Changing bacterial ecology during a five-year period of selective intestinal decontamination.

作者信息

Lingnau W, Berger J, Javorsky F, Fille M, Allerberger F, Benzer H

机构信息

Department of Anaesthesia and Intensive Care Medicine, Leopold-Franzens-University of Innsbruck, Austria.

出版信息

J Hosp Infect. 1998 Jul;39(3):195-206. doi: 10.1016/s0195-6701(98)90258-4.

Abstract

The development of bacterial resistance during selective decontamination of the digestive tract (SDD) is controversial.
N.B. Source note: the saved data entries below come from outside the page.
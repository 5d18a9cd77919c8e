//! User record storage trait and types.

use chrono::{DateTime, Utc};
use serde::{Deserialize, Serialize};
use thiserror::Error;

/// A phone number we have called, with the latest transcript.
#[derive(Debug, Clone, PartialEq, Eq, Serialize, Deserialize)]
pub struct User {
    /// Phone number (unique key).
    pub number: String,
    /// Transcript of the most recent completed call; empty until one arrives.
    pub transcript: String,
    pub created_at: DateTime<Utc>,
    pub updated_at: DateTime<Utc>,
}

impl User {
    /// Whether a non-empty transcript has been stored.
    pub fn has_transcript(&self) -> bool {
        !self.transcript.is_empty()
    }
}

/// Error type for user store operations.
#[derive(Debug, Error)]
pub enum StoreError {
    /// A record for this number already exists.
    #[error("User already exists: {0}")]
    Duplicate(String),

    /// No record for this number.
    #[error("User not found: {0}")]
    NotFound(String),

    /// Database error.
    #[error("Database error: {0}")]
    Database(String),
}

/// Trait for user storage backends.
pub trait UserStore: Send + Sync {
    /// Create a record with an empty transcript.
    ///
    /// Fails with [`StoreError::Duplicate`] if the number is already stored.
    fn create(&self, number: &str) -> Result<User, StoreError>;

    /// Get a record by phone number.
    fn find(&self, number: &str) -> Result<Option<User>, StoreError>;

    /// Replace the transcript of an existing record.
    fn update_transcript(&self, number: &str, transcript: &str) -> Result<User, StoreError>;
}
We studied effects on bacterial resistance one year before and during a randomized, placebo-controlled trial of SDD in a surgical intensive care unit. We randomized patients within two different topical regimens (PTA, PCA) or placebo, administered four-times daily to both the oropharynx and gastrointestinal tract. All patients received intravenous ciprofloxacin (200 mg b.d.) for four days. Both SDD regimens successfully reduced aerobic Gram-negative intestinal colonization. There was no increase in resistance of Enterobacteriaceae or Pseudomonas aeruginosa. Acinetobacter calcoaceticus developed multi-resistance over one year, but differences between groups were not significant. We detected a shift towards Gram-positive organisms. Oxacillin-resistant Staphylococcus aureus increased in concert with ciprofloxacin resistance, from 17 to 80.7%, and frequencies of resistance were significantly higher in SDD patients (P < 0.001). Resistance of coagulase-negative staphylococci (CNS) to oxacillin increased initially (25 to 66.9%), but values returned to baseline in controls. Ciprofloxacin resistance in CNS remained higher (P < 0.001) in SDD-treated patients (52.5 vs. 23.3%). The incidence of late respiratory tract infections was unaltered by the prophylactic regimen (SDD 35.2%; Placebo 41.2%; n.s.). We cannot recommend SDD as a prophylactic tool in critically ill patients.

摘要

在消化道选择性去污(SDD)过程中细菌耐药性的发展存在争议。我们在外科重症监护病房进行的一项SDD随机、安慰剂对照试验之前一年及试验期间研究了对细菌耐药性的影响。我们将患者随机分为两种不同的局部用药方案(PTA、PCA)或安慰剂组,每天对口腔和胃肠道给药四次。所有患者接受静脉注射环丙沙星(200毫克,每日两次),共四天。两种SDD方案均成功降低了需氧革兰氏阴性菌在肠道的定植。肠杆菌科或铜绿假单胞菌的耐药性没有增加。醋酸钙不动杆菌在一年多的时间里产生了多重耐药性,但各组之间的差异不显著。我们检测到向革兰氏阳性菌的转变。耐苯唑西林金黄色葡萄球菌与环丙沙星耐药性同步增加,从17%增至80.7%,且SDD患者的耐药频率显著更高(P<0.001)。凝固酶阴性葡萄球菌(CNS)对苯唑西林的耐药性最初增加(从25%增至66.9%),但对照组的值恢复到基线水平。在接受SDD治疗的患者中,CNS对环丙沙星的耐药性仍然更高(P<0.001)(52.5%对23.3%)。预防性用药方案未改变晚期呼吸道感染的发生率(SDD组为35.2%;安慰剂组为41.2%;无显著差异)。我们不建议将SDD作为重症患者的预防性手段。